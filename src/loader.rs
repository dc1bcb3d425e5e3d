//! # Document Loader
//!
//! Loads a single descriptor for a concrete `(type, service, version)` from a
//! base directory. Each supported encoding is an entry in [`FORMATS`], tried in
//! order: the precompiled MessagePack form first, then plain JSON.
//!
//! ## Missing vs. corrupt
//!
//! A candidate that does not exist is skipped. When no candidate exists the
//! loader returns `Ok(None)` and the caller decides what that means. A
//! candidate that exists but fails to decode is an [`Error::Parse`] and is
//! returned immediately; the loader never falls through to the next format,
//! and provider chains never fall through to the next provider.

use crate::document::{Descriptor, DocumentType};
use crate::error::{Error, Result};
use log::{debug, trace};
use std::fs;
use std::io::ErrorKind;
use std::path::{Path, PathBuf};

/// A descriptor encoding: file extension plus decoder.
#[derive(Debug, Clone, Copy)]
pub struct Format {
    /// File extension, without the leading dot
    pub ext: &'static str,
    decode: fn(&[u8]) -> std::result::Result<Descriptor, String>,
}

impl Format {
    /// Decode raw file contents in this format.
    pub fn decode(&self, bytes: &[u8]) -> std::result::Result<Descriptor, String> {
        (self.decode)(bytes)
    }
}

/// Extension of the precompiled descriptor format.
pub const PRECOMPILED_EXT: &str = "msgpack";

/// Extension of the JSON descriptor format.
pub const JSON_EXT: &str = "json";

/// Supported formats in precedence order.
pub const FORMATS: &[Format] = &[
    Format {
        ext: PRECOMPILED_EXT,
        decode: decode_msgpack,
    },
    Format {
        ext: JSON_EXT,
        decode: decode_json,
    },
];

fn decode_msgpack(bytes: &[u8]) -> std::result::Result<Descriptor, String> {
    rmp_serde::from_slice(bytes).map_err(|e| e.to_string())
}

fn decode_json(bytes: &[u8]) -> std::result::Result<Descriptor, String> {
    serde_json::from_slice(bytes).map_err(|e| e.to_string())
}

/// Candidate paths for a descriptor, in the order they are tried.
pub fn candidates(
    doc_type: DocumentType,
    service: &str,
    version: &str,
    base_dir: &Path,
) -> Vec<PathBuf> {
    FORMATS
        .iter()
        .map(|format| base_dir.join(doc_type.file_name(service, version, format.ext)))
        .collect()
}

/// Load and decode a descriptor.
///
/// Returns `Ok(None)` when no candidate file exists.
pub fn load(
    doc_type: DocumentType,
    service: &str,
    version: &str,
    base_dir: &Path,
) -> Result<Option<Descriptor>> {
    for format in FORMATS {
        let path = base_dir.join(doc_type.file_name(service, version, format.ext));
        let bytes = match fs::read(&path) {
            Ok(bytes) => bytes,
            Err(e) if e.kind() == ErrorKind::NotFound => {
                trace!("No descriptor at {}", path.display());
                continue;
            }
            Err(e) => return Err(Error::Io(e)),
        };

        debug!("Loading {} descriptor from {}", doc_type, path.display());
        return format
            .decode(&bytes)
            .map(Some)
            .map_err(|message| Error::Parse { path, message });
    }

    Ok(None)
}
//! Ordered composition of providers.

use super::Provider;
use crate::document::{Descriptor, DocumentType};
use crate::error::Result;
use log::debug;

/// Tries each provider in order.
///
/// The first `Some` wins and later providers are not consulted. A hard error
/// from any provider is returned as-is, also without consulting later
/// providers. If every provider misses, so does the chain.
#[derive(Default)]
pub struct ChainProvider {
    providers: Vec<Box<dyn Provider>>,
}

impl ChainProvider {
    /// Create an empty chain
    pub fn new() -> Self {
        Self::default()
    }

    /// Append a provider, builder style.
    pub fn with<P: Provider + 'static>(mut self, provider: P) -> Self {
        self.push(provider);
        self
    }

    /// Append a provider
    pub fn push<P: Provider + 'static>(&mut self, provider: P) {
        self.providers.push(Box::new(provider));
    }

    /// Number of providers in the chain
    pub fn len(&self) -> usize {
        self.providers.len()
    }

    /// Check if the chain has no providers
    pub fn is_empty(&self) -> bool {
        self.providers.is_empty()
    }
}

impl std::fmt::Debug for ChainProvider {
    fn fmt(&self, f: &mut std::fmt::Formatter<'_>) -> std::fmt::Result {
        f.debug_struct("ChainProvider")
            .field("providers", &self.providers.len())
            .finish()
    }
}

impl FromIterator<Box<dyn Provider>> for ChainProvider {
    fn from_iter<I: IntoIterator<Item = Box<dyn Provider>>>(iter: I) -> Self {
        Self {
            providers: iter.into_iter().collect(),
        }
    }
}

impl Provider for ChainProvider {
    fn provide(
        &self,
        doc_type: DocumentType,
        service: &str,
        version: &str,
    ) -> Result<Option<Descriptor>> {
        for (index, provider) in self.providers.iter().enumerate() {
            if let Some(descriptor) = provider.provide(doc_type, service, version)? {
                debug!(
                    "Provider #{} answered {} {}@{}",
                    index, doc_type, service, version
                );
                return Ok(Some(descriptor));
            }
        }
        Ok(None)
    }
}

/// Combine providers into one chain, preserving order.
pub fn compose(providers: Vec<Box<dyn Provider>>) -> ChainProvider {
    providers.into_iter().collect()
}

» Required action
Pick out and copy the lines of the material that include the word "version".

» Expected answer
//! Loads a single descriptor for a concrete `(type, service, version)` from a
    version: &str,
        .map(|format| base_dir.join(doc_type.file_name(service, version, format.ext)))
    version: &str,
        let path = base_dir.join(doc_type.file_name(service, version, format.ext));
        version: &str,
            if let Some(descriptor) = provider.provide(doc_type, service, version)? {
                    index, doc_type, service, version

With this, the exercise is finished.